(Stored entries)
----------------
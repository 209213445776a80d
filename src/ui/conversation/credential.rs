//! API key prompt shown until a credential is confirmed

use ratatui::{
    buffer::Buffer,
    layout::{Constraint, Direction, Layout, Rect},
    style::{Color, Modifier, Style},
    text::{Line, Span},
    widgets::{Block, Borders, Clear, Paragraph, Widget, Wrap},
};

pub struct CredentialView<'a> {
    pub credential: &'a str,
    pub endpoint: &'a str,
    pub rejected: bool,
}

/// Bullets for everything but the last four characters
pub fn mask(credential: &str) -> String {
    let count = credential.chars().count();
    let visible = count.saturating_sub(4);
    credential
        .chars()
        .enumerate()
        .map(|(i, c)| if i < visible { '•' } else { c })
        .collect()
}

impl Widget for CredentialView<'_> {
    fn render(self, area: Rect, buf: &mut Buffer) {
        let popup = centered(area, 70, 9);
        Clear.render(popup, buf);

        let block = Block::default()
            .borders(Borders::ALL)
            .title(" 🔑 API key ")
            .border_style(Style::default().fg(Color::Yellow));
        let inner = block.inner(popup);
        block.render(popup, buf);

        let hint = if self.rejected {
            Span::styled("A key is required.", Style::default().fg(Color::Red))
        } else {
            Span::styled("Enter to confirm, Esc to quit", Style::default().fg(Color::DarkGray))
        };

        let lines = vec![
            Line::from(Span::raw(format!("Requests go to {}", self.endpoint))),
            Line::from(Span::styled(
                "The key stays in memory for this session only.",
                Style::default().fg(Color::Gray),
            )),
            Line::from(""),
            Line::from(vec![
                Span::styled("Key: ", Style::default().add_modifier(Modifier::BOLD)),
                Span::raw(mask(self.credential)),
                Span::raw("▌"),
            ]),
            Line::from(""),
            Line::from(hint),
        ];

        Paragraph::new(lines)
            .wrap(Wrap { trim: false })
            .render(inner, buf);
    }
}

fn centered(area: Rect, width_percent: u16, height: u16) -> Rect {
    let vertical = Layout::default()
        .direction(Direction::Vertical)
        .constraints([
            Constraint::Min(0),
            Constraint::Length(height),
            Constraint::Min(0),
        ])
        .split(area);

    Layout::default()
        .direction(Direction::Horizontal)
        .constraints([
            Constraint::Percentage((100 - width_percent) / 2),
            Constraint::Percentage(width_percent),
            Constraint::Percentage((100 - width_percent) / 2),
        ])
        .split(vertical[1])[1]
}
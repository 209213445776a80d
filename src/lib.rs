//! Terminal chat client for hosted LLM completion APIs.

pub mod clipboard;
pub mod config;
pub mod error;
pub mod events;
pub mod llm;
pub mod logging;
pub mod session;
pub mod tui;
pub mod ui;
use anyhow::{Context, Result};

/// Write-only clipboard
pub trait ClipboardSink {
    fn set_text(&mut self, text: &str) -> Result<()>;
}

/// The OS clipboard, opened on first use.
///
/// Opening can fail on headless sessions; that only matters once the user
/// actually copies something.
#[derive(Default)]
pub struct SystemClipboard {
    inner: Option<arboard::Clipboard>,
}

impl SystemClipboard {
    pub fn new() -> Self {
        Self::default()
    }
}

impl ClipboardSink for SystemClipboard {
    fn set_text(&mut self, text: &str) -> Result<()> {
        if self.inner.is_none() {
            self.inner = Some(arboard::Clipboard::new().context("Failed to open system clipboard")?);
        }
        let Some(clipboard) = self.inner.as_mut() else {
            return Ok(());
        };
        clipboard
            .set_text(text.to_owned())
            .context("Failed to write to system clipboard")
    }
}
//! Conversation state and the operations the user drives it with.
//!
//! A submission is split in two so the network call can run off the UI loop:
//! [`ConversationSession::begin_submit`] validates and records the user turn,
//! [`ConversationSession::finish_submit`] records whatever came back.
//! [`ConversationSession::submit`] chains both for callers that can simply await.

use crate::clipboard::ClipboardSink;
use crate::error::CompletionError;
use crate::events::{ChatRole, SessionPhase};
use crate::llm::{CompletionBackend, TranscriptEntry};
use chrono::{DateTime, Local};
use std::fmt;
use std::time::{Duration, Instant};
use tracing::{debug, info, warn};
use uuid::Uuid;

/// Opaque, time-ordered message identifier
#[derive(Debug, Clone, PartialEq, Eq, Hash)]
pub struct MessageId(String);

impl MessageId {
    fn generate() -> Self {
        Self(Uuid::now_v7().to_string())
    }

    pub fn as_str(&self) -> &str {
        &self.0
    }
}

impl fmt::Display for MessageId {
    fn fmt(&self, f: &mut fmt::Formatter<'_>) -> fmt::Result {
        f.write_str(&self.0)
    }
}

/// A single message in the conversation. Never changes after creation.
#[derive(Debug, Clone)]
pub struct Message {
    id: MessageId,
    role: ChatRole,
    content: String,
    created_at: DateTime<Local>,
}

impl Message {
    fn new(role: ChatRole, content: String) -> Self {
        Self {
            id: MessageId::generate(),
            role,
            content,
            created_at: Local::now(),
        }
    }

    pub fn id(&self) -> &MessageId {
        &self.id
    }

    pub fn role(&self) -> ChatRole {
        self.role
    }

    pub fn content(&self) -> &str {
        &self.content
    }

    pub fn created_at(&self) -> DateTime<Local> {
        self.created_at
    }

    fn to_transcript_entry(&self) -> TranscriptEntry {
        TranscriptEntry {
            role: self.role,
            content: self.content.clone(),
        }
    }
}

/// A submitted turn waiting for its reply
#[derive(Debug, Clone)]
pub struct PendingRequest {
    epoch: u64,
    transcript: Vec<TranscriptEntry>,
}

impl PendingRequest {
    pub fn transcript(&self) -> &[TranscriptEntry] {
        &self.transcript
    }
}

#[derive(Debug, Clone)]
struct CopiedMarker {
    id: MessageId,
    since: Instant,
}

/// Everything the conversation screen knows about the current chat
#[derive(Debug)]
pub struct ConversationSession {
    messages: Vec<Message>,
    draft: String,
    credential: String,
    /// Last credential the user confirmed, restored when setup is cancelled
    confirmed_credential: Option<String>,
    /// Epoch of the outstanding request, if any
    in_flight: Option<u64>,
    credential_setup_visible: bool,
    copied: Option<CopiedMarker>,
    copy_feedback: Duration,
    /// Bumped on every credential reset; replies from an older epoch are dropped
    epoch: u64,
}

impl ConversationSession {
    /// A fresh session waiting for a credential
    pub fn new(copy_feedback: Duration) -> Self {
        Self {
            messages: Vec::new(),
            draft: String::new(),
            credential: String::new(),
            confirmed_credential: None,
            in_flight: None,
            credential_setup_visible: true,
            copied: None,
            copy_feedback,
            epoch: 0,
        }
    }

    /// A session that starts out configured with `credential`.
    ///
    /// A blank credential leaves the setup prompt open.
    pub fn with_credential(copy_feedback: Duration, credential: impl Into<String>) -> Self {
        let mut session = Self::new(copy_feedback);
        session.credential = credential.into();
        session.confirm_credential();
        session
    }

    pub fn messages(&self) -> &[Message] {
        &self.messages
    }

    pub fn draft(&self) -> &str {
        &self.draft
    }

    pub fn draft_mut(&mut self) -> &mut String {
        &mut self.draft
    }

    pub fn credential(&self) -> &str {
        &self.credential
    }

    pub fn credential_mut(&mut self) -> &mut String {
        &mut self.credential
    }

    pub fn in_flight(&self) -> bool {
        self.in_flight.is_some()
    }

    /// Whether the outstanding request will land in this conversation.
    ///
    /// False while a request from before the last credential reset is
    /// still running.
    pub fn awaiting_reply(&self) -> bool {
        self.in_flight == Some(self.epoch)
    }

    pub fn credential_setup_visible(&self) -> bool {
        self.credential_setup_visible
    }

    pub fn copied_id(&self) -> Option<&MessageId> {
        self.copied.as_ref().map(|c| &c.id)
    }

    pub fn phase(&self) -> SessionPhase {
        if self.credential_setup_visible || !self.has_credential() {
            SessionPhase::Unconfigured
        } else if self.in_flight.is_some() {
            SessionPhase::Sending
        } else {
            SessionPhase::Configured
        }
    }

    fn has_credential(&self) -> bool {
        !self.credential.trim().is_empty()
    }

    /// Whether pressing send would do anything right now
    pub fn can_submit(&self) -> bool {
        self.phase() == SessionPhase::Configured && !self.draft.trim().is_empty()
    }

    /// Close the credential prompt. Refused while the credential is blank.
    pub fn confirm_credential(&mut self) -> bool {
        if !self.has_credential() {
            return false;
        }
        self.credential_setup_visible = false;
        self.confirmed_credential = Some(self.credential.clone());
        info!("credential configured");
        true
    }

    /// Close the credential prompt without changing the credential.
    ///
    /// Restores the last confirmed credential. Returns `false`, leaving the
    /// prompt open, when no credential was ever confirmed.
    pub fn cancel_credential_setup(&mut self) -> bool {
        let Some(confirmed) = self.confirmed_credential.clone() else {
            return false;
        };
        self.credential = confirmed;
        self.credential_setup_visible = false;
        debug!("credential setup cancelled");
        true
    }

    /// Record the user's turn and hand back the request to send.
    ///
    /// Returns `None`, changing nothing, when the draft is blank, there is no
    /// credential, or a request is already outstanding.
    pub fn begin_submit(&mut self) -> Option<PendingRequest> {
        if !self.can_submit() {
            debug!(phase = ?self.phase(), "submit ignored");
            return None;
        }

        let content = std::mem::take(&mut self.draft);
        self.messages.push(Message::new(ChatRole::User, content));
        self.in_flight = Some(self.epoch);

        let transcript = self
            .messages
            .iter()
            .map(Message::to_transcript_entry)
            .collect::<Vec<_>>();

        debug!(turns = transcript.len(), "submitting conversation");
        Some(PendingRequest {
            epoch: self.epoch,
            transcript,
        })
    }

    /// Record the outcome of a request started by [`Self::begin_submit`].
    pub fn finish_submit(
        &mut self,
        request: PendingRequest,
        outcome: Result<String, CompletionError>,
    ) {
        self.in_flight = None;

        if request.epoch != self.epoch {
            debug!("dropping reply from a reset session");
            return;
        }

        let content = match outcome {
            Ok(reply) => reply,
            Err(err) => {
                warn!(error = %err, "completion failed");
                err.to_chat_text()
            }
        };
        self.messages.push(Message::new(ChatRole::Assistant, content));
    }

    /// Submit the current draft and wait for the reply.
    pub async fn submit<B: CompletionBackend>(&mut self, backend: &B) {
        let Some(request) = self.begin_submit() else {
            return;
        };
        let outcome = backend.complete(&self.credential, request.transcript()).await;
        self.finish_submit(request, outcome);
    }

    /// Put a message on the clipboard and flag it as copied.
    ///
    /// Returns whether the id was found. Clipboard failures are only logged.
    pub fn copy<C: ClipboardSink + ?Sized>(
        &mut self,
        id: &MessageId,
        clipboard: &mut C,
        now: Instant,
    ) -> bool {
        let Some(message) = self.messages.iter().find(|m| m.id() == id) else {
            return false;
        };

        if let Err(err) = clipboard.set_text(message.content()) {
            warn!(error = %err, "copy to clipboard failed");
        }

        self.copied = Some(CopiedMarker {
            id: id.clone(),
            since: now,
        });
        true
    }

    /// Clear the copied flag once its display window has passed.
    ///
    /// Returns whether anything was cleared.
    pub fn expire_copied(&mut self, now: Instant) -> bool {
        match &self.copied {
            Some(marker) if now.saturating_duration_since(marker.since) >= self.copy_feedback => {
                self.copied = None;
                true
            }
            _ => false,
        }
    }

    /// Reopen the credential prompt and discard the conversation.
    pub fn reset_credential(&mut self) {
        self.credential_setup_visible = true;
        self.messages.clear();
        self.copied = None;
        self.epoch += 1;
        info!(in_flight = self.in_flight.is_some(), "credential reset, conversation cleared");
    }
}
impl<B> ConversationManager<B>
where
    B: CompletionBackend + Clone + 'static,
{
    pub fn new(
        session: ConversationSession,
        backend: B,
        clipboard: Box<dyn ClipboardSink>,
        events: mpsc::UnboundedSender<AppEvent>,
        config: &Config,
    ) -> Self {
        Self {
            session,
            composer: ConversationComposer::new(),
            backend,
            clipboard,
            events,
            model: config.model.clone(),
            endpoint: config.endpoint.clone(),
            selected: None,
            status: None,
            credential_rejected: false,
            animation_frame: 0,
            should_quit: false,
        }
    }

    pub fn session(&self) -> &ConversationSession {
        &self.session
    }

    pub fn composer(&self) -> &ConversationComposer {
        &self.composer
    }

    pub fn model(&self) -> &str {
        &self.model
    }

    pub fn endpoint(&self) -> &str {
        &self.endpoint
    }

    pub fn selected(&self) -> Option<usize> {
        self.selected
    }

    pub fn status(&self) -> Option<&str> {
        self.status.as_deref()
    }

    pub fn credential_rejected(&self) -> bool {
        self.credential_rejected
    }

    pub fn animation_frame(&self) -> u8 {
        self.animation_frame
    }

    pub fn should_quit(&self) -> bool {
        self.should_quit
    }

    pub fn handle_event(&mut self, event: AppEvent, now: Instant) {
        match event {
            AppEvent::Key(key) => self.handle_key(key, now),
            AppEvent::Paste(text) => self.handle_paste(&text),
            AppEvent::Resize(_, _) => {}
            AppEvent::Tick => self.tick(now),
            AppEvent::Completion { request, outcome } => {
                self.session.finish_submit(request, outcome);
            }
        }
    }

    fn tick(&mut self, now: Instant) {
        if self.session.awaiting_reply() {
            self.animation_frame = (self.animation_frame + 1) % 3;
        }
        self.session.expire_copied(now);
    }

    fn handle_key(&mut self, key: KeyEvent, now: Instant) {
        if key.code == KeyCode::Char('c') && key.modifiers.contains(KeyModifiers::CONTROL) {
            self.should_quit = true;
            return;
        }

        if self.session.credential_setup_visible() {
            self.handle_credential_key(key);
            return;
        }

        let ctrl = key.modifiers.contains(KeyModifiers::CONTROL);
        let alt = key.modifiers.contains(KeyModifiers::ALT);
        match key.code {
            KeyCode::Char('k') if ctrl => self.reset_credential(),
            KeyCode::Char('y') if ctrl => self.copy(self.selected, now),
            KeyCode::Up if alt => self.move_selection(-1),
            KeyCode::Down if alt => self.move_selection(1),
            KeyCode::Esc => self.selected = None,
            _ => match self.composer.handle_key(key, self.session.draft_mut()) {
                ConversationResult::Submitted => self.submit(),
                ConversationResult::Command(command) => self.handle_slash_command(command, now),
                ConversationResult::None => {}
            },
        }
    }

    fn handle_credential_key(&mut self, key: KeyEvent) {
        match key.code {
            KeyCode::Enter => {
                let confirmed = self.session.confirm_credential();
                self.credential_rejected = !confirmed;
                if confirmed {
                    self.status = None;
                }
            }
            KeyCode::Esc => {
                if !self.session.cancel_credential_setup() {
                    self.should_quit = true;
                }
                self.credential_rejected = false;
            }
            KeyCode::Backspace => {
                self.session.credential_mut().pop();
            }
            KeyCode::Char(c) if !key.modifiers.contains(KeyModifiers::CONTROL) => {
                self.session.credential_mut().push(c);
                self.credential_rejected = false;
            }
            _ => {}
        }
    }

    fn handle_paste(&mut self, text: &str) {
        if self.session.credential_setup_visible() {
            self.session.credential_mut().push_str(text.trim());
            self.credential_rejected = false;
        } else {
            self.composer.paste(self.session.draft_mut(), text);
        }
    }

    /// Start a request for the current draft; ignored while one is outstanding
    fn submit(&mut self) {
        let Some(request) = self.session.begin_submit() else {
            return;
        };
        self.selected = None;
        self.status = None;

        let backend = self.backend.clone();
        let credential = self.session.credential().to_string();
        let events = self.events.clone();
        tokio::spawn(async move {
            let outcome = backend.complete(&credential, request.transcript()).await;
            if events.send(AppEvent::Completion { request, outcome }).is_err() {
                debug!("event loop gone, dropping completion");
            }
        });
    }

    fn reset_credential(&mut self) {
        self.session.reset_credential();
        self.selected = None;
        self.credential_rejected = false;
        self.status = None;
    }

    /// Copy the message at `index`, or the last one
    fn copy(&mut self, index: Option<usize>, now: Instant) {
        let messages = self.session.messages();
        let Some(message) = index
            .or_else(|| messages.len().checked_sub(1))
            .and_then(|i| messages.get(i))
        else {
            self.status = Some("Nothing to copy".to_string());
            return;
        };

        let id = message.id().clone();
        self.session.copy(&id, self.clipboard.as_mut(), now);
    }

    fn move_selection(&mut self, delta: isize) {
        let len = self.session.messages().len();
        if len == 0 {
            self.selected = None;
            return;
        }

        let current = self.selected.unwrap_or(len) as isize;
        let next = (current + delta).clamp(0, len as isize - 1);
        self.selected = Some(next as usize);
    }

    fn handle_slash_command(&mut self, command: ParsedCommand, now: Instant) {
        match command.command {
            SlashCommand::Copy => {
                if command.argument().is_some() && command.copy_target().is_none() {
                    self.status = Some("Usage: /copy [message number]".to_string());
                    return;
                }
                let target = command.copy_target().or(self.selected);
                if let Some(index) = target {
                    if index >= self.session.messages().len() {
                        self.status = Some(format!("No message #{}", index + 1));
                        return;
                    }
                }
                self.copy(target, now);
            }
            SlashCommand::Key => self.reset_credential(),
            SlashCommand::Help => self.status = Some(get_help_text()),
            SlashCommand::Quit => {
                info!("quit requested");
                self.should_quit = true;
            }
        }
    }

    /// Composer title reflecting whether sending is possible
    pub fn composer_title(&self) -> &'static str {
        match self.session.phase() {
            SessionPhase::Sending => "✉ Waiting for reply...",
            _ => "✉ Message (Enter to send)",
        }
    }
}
----------------
→ Goal of the exercise:
Each line of the data that holds "CompletionBackend" should be reported.

→ Problem solution:
use crate::llm::{CompletionBackend, TranscriptEntry};
    pub async fn submit<B: CompletionBackend>(&mut self, backend: &B) {
    B: CompletionBackend + Clone + 'static,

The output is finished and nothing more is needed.